VERY IMPORTANT: Treat any jars that failed to seal as perishable (not shelf-stable).
- The food should either be eaten immediately, refrigerated, frozen or reprocessed.
- The processed food can safely be reprocessed if the unsealed jar is discovered within 24 hours.
- You must repeat the entire canning process, using a new lid to ensure a safe product.

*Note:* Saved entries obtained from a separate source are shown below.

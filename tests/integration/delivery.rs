//! Alert delivery through the real chat backend against a mock Bot API

use std::sync::Arc;

use assert_matches::assert_matches;
use radio_watchdog::{
    ChannelRole,
    config::TelegramConfig,
    error::DeliveryError,
    event_log::LogEvent,
    telegram::TelegramNotifier,
};
use wiremock::matchers::{body_string_contains, method, path};
use wiremock::{Mock, MockServer, ResponseTemplate};

use crate::helpers::*;

fn telegram(server: &MockServer) -> Arc<TelegramNotifier> {
    Arc::new(TelegramNotifier::new(TelegramConfig {
        bot_token: "123:abc".to_string(),
        chat_id: "-100200".to_string(),
        api_url: server.uri(),
        timeout_secs: 5,
    }))
}

#[tokio::test]
async fn test_failed_email_still_posts_one_chat_message() {
    let server = MockServer::start().await;
    Mock::given(method("POST"))
        .and(path("/bot123:abc/sendMessage"))
        .and(body_string_contains("chat_id=-100200"))
        .respond_with(ResponseTemplate::new(200).set_body_string(r#"{"ok":true}"#))
        .expect(1)
        .mount(&server)
        .await;

    let dir = tempfile::tempdir().unwrap();
    let harness = Harness::with_email(
        dir.path(),
        at(12, 15, 0),
        FakeProbe::new([(ChannelRole::Primary, unreachable())]),
        RecordingNotifier::failing(),
    )
    .with_chat(telegram(&server));

    let report = harness.cycle(channels(false), options()).run().await;

    let alert = report.alert.unwrap();
    assert_matches!(alert.email, Some(Err(_)));
    assert!(alert.chat.is_ok());
    assert!(harness.log_text().contains("📲 Alerta enviada a Telegram"));

    server.verify().await;
}

#[tokio::test]
async fn test_rejected_chat_message_is_not_an_outage() {
    let server = MockServer::start().await;
    Mock::given(method("POST"))
        .respond_with(
            ResponseTemplate::new(403)
                .set_body_string(r#"{"ok":false,"description":"Forbidden: bot was kicked"}"#),
        )
        .mount(&server)
        .await;

    let dir = tempfile::tempdir().unwrap();
    let harness = Harness::new(
        dir.path(),
        at(12, 16, 0),
        FakeProbe::new([(ChannelRole::Primary, sampled(4.0))]),
    )
    .with_chat(telegram(&server));

    let report = harness.cycle(channels(false), options()).run().await;

    assert_matches!(
        report.alert.unwrap().chat,
        Err(DeliveryError::Rejected { status: 403, ref body }) if body == "Forbidden: bot was kicked"
    );

    let text = harness.log_text();
    let failure = text
        .lines()
        .find(|line| line.contains("🚫 Error al enviar Telegram"))
        .unwrap();
    let event = LogEvent::parse(failure).unwrap();
    assert_eq!(event.status, None);

    // only the silent check itself counts against the primary stream
    let outages = text
        .lines()
        .filter_map(LogEvent::parse)
        .filter(|event| event.status.is_some_and(|status| status.is_outage()))
        .count();
    assert_eq!(outages, 1);
}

- Be sure to check top edge of jars for nicks or cracks and replace, if necessary.
- If jars are satisfactorily sealed, remove screw bands and wipe jars with a clean, damp cloth.
- Jars may be safely stored without bands.
- To store with screw bands on and to avoid rusting during storage, remove, dry and re-attach bands on jars before storing.
- Label sealed jars with contents, canning method, and date.
- Store on sturdy shelving in a clean, cool, dry, dark place.
On Guard Against Foodborne Illness
Canned foods may spoil if you:
- Fail to use and follow a tested recipe/instructions
- Fail to use the proper equipment and supplies
- Fail to adhere to the proper processing time for a specific altitude/elevation
- Fail to exhaust a canner properly
- Process at lower pressure or for fewer minutes than a tested recipe specifies
- Force-cool the canner with water
Low-acid canned vegetables can contain botulism toxin without showing signs of spoilage:
- Bulging lids or leaking jars are spoilage signs for home canned foods.
- When opening a jar, look for other signs, such as spurting liquid, an off odor, or mold.
- If food looks spoiled, foams, or has an off odor during heating, discard it.
Given the challenges of high elevation food preservation and as an additional safety precaution, boil in a saucepan for 10 minutes all home-canned, low-acid vegetables and meats before tasting or serving.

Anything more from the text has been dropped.